When peeling an orange, better still a tangerine or clementine with easily detachable skin it is fun and sociable to offer segments of the fruit to others. For myself the issue arose that if the peel is removed in a single piece there is a discordancy with the underlying justice of sharing and the qualities of neighbourliness. If for instance the skin of the globe were taken in one piece the tears in the map would most likely pass through whole continents, cities, neighbourhoods and dwellings. Many would be cut off from their sources of livelihood or supply lines of foodstuffs. This takes me out of the comfort zone of the mathematical problem of the flattening into the politics of the sharing.

These images are made as salt prints to reflect the minimal resources available to photographers in many parts of the world.

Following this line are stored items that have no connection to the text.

//! Seed/key security access.
//!
//! Each protected resource (CAL/PAG, DAQ, STIM, PGM) is unlocked
//! independently: GET_SEED issues a challenge for one resource and a
//! matching UNLOCK grants that resource only.
//!
//! The key derivation in [`compute_key`] is an XOR/rotate obfuscation kept
//! for compatibility with existing key calculator DLLs. It is not a MAC and
//! offers no protection against an attacker who has seen one seed/key pair.

use std::fmt;

use bitflags::bitflags;
use rand::rngs::StdRng;
use rand::{RngCore, SeedableRng};
use serde::{Deserialize, Serialize};
use tracing::{debug, info, warn};

use crate::protocol::constants::*;

bitflags! {
    /// Resource mask as carried in CONNECT and GET_STATUS.
    #[derive(Debug, Clone, Copy, PartialEq, Eq, Hash)]
    pub struct ResourceMask: u8 {
        const CAL_PAG = RESOURCE_CAL_PAG;
        const DAQ     = RESOURCE_DAQ;
        const STIM    = RESOURCE_STIM;
        const PGM     = RESOURCE_PGM;
    }
}

/// A protected resource.
#[derive(Debug, Clone, Copy, PartialEq, Eq, Hash)]
pub enum Resource {
    CalPag,
    Daq,
    Stim,
    Pgm,
}

impl Resource {
    pub const ALL: [Resource; 4] = [Resource::CalPag, Resource::Daq, Resource::Stim, Resource::Pgm];

    /// GET_SEED mode byte: 0 CAL/PAG, 1 DAQ, 2 STIM, 3 PGM.
    pub fn from_seed_mode(mode: u8) -> Option<Self> {
        match mode {
            0 => Some(Resource::CalPag),
            1 => Some(Resource::Daq),
            2 => Some(Resource::Stim),
            3 => Some(Resource::Pgm),
            _ => None,
        }
    }

    pub fn mask(self) -> ResourceMask {
        match self {
            Resource::CalPag => ResourceMask::CAL_PAG,
            Resource::Daq => ResourceMask::DAQ,
            Resource::Stim => ResourceMask::STIM,
            Resource::Pgm => ResourceMask::PGM,
        }
    }

    fn index(self) -> usize {
        self as usize
    }
}

impl fmt::Display for Resource {
    fn fmt(&self, f: &mut fmt::Formatter<'_>) -> fmt::Result {
        match self {
            Resource::CalPag => write!(f, "CAL_PAG"),
            Resource::Daq => write!(f, "DAQ"),
            Resource::Stim => write!(f, "STIM"),
            Resource::Pgm => write!(f, "PGM"),
        }
    }
}

#[derive(Debug, Clone, Copy, Default, PartialEq, Eq)]
pub enum SecurityStatus {
    #[default]
    Locked,
    SeedRequested,
    Unlocked,
}

/// Security settings, usually the `[security]` section of the slave config.
#[derive(Debug, Clone, Serialize, Deserialize)]
#[serde(default)]
pub struct SecurityConfig {
    /// Master switch. When off every resource is accessible.
    pub enabled: bool,
    pub protect_cal: bool,
    pub protect_daq: bool,
    pub protect_stim: bool,
    pub protect_pgm: bool,
    /// Secret shared with the tool's key calculator.
    pub secret_key: u32,
    /// Fixed PRNG seed for reproducible challenges. `None` seeds from the OS.
    pub rng_seed: Option<u64>,
}

impl Default for SecurityConfig {
    fn default() -> Self {
        Self {
            enabled: false,
            protect_cal: true,
            protect_daq: false,
            protect_stim: false,
            protect_pgm: true,
            secret_key: 0x1234_5678,
            rng_seed: None,
        }
    }
}

impl SecurityConfig {
    /// Resources that require an unlock while security is enabled.
    pub fn protected(&self) -> ResourceMask {
        let mut mask = ResourceMask::empty();
        mask.set(ResourceMask::CAL_PAG, self.protect_cal);
        mask.set(ResourceMask::DAQ, self.protect_daq);
        mask.set(ResourceMask::STIM, self.protect_stim);
        mask.set(ResourceMask::PGM, self.protect_pgm);
        mask
    }
}

/// Per-resource lock state plus the outstanding challenge.
pub struct Security {
    config: SecurityConfig,
    status: [SecurityStatus; 4],
    pending: Option<(Resource, [u8; SEED_LENGTH])>,
    rng: StdRng,
}

impl Security {
    pub fn new(config: SecurityConfig) -> Self {
        let rng = match config.rng_seed {
            Some(seed) => StdRng::seed_from_u64(seed),
            None => StdRng::from_os_rng(),
        };
        Self {
            config,
            status: [SecurityStatus::Locked; 4],
            pending: None,
            rng,
        }
    }

    pub fn config(&self) -> &SecurityConfig {
        &self.config
    }

    /// Re-lock everything and drop any outstanding seed.
    pub fn reset(&mut self) {
        self.status = [SecurityStatus::Locked; 4];
        self.pending = None;
    }

    pub fn status(&self, resource: Resource) -> SecurityStatus {
        self.status[resource.index()]
    }

    /// Whether commands touching `resource` may run.
    pub fn is_unlocked(&self, resource: Resource) -> bool {
        if !self.config.enabled || !self.config.protected().contains(resource.mask()) {
            return true;
        }
        self.status(resource) == SecurityStatus::Unlocked
    }

    /// Resources that are protected and still locked (GET_STATUS byte).
    pub fn protection(&self) -> ResourceMask {
        Resource::ALL
            .iter()
            .filter(|r| !self.is_unlocked(**r))
            .fold(ResourceMask::empty(), |mask, r| mask | r.mask())
    }

    /// Resource addressed by the outstanding seed, if any.
    pub fn pending_resource(&self) -> Option<Resource> {
        self.pending.map(|(r, _)| r)
    }

    /// Issue a challenge for `resource`.
    ///
    /// Returns an empty seed when the resource is already unlocked. A new
    /// request replaces any earlier outstanding seed.
    pub fn get_seed(&mut self, resource: Resource) -> Vec<u8> {
        if self.status(resource) == SecurityStatus::Unlocked {
            debug!(resource = %resource, "Resource already unlocked");
            return Vec::new();
        }

        if let Some((prev, _)) = self.pending.take()
            && self.status[prev.index()] == SecurityStatus::SeedRequested
        {
            self.status[prev.index()] = SecurityStatus::Locked;
        }

        let seed = self.generate_seed();
        self.pending = Some((resource, seed));
        self.status[resource.index()] = SecurityStatus::SeedRequested;
        debug!(resource = %resource, "Seed issued");
        seed.to_vec()
    }

    /// Check `key` against the outstanding seed.
    ///
    /// On failure nothing changes and the seed stays valid for a retry.
    pub fn unlock(&mut self, key: &[u8]) -> bool {
        let Some((resource, seed)) = self.pending else {
            warn!("UNLOCK without outstanding seed");
            return false;
        };
        if key.len() != KEY_LENGTH {
            warn!(resource = %resource, len = key.len(), "UNLOCK with wrong key length");
            return false;
        }
        if compute_key(&seed, self.config.secret_key) != key {
            warn!(resource = %resource, "UNLOCK with wrong key");
            return false;
        }

        self.status[resource.index()] = SecurityStatus::Unlocked;
        self.pending = None;
        info!(resource = %resource, "Resource unlocked");
        true
    }

    fn generate_seed(&mut self) -> [u8; SEED_LENGTH] {
        let mut seed = [0u8; SEED_LENGTH];
        self.rng.fill_bytes(&mut seed);
        for (i, b) in seed.iter_mut().enumerate() {
            *b ^= (self.config.secret_key >> (i * 8)) as u8;
        }
        seed
    }
}

/// Derive the key for `seed` under `secret`.
///
/// Seed bytes are folded little-endian into a word, mixed with the secret
/// and two rotations, and the result is sent big-endian.
pub fn compute_key(seed: &[u8], secret: u32) -> [u8; KEY_LENGTH] {
    let mut temp = seed
        .iter()
        .enumerate()
        .fold(0u32, |acc, (i, &b)| acc ^ ((b as u32) << ((i % 4) * 8)));
    temp ^= secret;
    temp = temp.rotate_left(13) ^ 0xDEAD_BEEF;
    temp = temp.rotate_left(7) ^ secret;
    temp.to_be_bytes()
}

The large format negatives are developed in a Rodinal substitute made from paracetamol tablets and lye – again to demonstrate the gap between the resources available where supply lines are more constant distinct from areas where life is more uncertain. Peeling a piece of fruit with the intention of preserving the skin in a single piece cannot realistically proceed without intention but even so there are still surprises when the skin is flattened. Thus far I should rather focus on the texture of the inner skin and the surprise of the outline generated.

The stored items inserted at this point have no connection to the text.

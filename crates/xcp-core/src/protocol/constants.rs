//! Protocol constants for XCP on CAN.
//!
//! Numeric values are fixed by ASAM MCD-1 XCP and must match what
//! calibration tools (INCA, CANape, Vision) send and expect.

// ============================================================================
// Packet Identifiers (slave -> master)
// ============================================================================

/// Positive response.
pub const PID_RES: u8 = 0xFF;
/// Error response.
pub const PID_ERR: u8 = 0xFE;
/// Event packet.
pub const PID_EV: u8 = 0xFD;
/// Service request packet.
pub const PID_SERV: u8 = 0xFC;

// ============================================================================
// Standard Commands
// ============================================================================

pub const CMD_CONNECT: u8 = 0xFF;
pub const CMD_DISCONNECT: u8 = 0xFE;
pub const CMD_GET_STATUS: u8 = 0xFD;
pub const CMD_SYNCH: u8 = 0xFC;
pub const CMD_GET_COMM_MODE_INFO: u8 = 0xFB;
pub const CMD_GET_ID: u8 = 0xFA;
pub const CMD_SET_REQUEST: u8 = 0xF9;
pub const CMD_GET_SEED: u8 = 0xF8;
pub const CMD_UNLOCK: u8 = 0xF7;
pub const CMD_SET_MTA: u8 = 0xF6;
pub const CMD_UPLOAD: u8 = 0xF5;
pub const CMD_SHORT_UPLOAD: u8 = 0xF4;
pub const CMD_BUILD_CHECKSUM: u8 = 0xF3;

// ============================================================================
// Calibration Commands
// ============================================================================

pub const CMD_DOWNLOAD: u8 = 0xF0;
pub const CMD_DOWNLOAD_NEXT: u8 = 0xEF;
pub const CMD_DOWNLOAD_MAX: u8 = 0xEE;
pub const CMD_SHORT_DOWNLOAD: u8 = 0xED;
pub const CMD_MODIFY_BITS: u8 = 0xEC;

// ============================================================================
// DAQ Commands
// ============================================================================

pub const CMD_SET_DAQ_PTR: u8 = 0xE2;
pub const CMD_WRITE_DAQ: u8 = 0xE1;
pub const CMD_SET_DAQ_LIST_MODE: u8 = 0xE0;
pub const CMD_GET_DAQ_LIST_MODE: u8 = 0xDF;
pub const CMD_START_STOP_DAQ_LIST: u8 = 0xDE;
pub const CMD_START_STOP_SYNCH: u8 = 0xDD;
pub const CMD_GET_DAQ_CLOCK: u8 = 0xDC;
pub const CMD_READ_DAQ: u8 = 0xDB;
pub const CMD_GET_DAQ_PROCESSOR_INFO: u8 = 0xDA;
pub const CMD_GET_DAQ_RESOLUTION_INFO: u8 = 0xD9;
pub const CMD_GET_DAQ_LIST_INFO: u8 = 0xD8;
pub const CMD_GET_DAQ_EVENT_INFO: u8 = 0xD7;
pub const CMD_FREE_DAQ: u8 = 0xD6;
pub const CMD_ALLOC_DAQ: u8 = 0xD5;
pub const CMD_ALLOC_ODT: u8 = 0xD4;
pub const CMD_ALLOC_ODT_ENTRY: u8 = 0xD3;

// ============================================================================
// Flash Programming Commands
// ============================================================================

pub const CMD_PROGRAM_START: u8 = 0xD2;
pub const CMD_PROGRAM_CLEAR: u8 = 0xD1;
pub const CMD_PROGRAM: u8 = 0xD0;
pub const CMD_PROGRAM_RESET: u8 = 0xCF;
pub const CMD_GET_PGM_PROCESSOR_INFO: u8 = 0xCE;
pub const CMD_GET_SECTOR_INFO: u8 = 0xCD;
pub const CMD_PROGRAM_PREPARE: u8 = 0xCC;
pub const CMD_PROGRAM_FORMAT: u8 = 0xCB;
pub const CMD_PROGRAM_NEXT: u8 = 0xCA;
pub const CMD_PROGRAM_MAX: u8 = 0xC9;
pub const CMD_PROGRAM_VERIFY: u8 = 0xC8;

// ============================================================================
// Error Codes
// ============================================================================

pub const ERR_CMD_SYNCH: u8 = 0x00;
pub const ERR_CMD_BUSY: u8 = 0x10;
pub const ERR_DAQ_ACTIVE: u8 = 0x11;
pub const ERR_PGM_ACTIVE: u8 = 0x12;
pub const ERR_CMD_UNKNOWN: u8 = 0x20;
pub const ERR_CMD_SYNTAX: u8 = 0x21;
pub const ERR_OUT_OF_RANGE: u8 = 0x22;
pub const ERR_WRITE_PROTECTED: u8 = 0x23;
pub const ERR_ACCESS_DENIED: u8 = 0x24;
pub const ERR_ACCESS_LOCKED: u8 = 0x25;
pub const ERR_PAGE_NOT_VALID: u8 = 0x26;
pub const ERR_MODE_NOT_VALID: u8 = 0x27;
pub const ERR_SEGMENT_NOT_VALID: u8 = 0x28;
pub const ERR_SEQUENCE: u8 = 0x29;
pub const ERR_DAQ_CONFIG: u8 = 0x2A;
pub const ERR_MEMORY_OVERFLOW: u8 = 0x30;
pub const ERR_GENERIC: u8 = 0x31;
pub const ERR_VERIFY: u8 = 0x32;

// ============================================================================
// Resource Masks
// ============================================================================

pub const RESOURCE_CAL_PAG: u8 = 0x01;
pub const RESOURCE_DAQ: u8 = 0x04;
pub const RESOURCE_STIM: u8 = 0x08;
pub const RESOURCE_PGM: u8 = 0x10;

/// Session status bit: at least one DAQ list is running.
pub const SESSION_STATUS_DAQ_RUNNING: u8 = 0x40;

// ============================================================================
// Frame and Capacity Limits
// ============================================================================

/// Max command/response packet size (classic CAN payload).
pub const MAX_CTO: usize = 8;
/// Max DAQ packet size.
pub const MAX_DTO: usize = 8;

pub const MAX_DAQ_LISTS: usize = 4;
pub const MAX_ODT_PER_LIST: usize = 8;
pub const MAX_ENTRIES_PER_ODT: usize = 7;

pub const MAX_SECTORS: usize = 8;
/// Max bytes carried by one PROGRAM command (MAX_BS_PGM).
pub const PGM_MAX_SIZE: usize = 6;

pub const SEED_LENGTH: usize = 4;
pub const KEY_LENGTH: usize = 4;

pub const PROTOCOL_VERSION: u8 = 0x01;
pub const TRANSPORT_VERSION: u8 = 0x01;

// ============================================================================
// Default CAN Identifiers
// ============================================================================

/// Master -> slave (CRO).
pub const DEFAULT_REQUEST_ID: u32 = 0x554;
/// Slave -> master (DTO/RES).
pub const DEFAULT_RESPONSE_ID: u32 = 0x555;

/// Human-readable command name for logs and events.
pub fn command_name(opcode: u8) -> &'static str {
    match opcode {
        CMD_CONNECT => "CONNECT",
        CMD_DISCONNECT => "DISCONNECT",
        CMD_GET_STATUS => "GET_STATUS",
        CMD_SYNCH => "SYNCH",
        CMD_GET_COMM_MODE_INFO => "GET_COMM_MODE_INFO",
        CMD_GET_ID => "GET_ID",
        CMD_SET_REQUEST => "SET_REQUEST",
        CMD_GET_SEED => "GET_SEED",
        CMD_UNLOCK => "UNLOCK",
        CMD_SET_MTA => "SET_MTA",
        CMD_UPLOAD => "UPLOAD",
        CMD_SHORT_UPLOAD => "SHORT_UPLOAD",
        CMD_BUILD_CHECKSUM => "BUILD_CHECKSUM",
        CMD_DOWNLOAD => "DOWNLOAD",
        CMD_DOWNLOAD_NEXT => "DOWNLOAD_NEXT",
        CMD_DOWNLOAD_MAX => "DOWNLOAD_MAX",
        CMD_SHORT_DOWNLOAD => "SHORT_DOWNLOAD",
        CMD_MODIFY_BITS => "MODIFY_BITS",
        CMD_SET_DAQ_PTR => "SET_DAQ_PTR",
        CMD_WRITE_DAQ => "WRITE_DAQ",
        CMD_SET_DAQ_LIST_MODE => "SET_DAQ_LIST_MODE",
        CMD_GET_DAQ_LIST_MODE => "GET_DAQ_LIST_MODE",
        CMD_START_STOP_DAQ_LIST => "START_STOP_DAQ_LIST",
        CMD_START_STOP_SYNCH => "START_STOP_SYNCH",
        CMD_GET_DAQ_CLOCK => "GET_DAQ_CLOCK",
        CMD_READ_DAQ => "READ_DAQ",
        CMD_GET_DAQ_PROCESSOR_INFO => "GET_DAQ_PROCESSOR_INFO",
        CMD_GET_DAQ_RESOLUTION_INFO => "GET_DAQ_RESOLUTION_INFO",
        CMD_GET_DAQ_LIST_INFO => "GET_DAQ_LIST_INFO",
        CMD_GET_DAQ_EVENT_INFO => "GET_DAQ_EVENT_INFO",
        CMD_FREE_DAQ => "FREE_DAQ",
        CMD_ALLOC_DAQ => "ALLOC_DAQ",
        CMD_ALLOC_ODT => "ALLOC_ODT",
        CMD_ALLOC_ODT_ENTRY => "ALLOC_ODT_ENTRY",
        CMD_PROGRAM_START => "PROGRAM_START",
        CMD_PROGRAM_CLEAR => "PROGRAM_CLEAR",
        CMD_PROGRAM => "PROGRAM",
        CMD_PROGRAM_RESET => "PROGRAM_RESET",
        CMD_GET_PGM_PROCESSOR_INFO => "GET_PGM_PROCESSOR_INFO",
        CMD_GET_SECTOR_INFO => "GET_SECTOR_INFO",
        CMD_PROGRAM_PREPARE => "PROGRAM_PREPARE",
        CMD_PROGRAM_FORMAT => "PROGRAM_FORMAT",
        CMD_PROGRAM_NEXT => "PROGRAM_NEXT",
        CMD_PROGRAM_MAX => "PROGRAM_MAX",
        CMD_PROGRAM_VERIFY => "PROGRAM_VERIFY",
        _ => "UNKNOWN",
    }
}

The initial images are shot life size on 10x8 film; it is accepted that large format film is not itself cheap but it seems important to carry the integrity of the record forward. The one to one ratio of the image retains the documentary nature of the torn skin. Initially, a contact print was made where the peel out line was overlaid with a map projection. Maps are themselves political objects and will identify some feature that the map designer particularly wishes to stress or at the least to preserve during the transformation.

Recently I have been enabled to draw maps and trace out texts on the surface of the piece of fruit and thus explore the modified geographies directly. Making these divisions, we can begin to revisit the arbitrariness with which the European powers divided Africa up for their colonial exploitation and abuse at the Berlin Congress in 1885.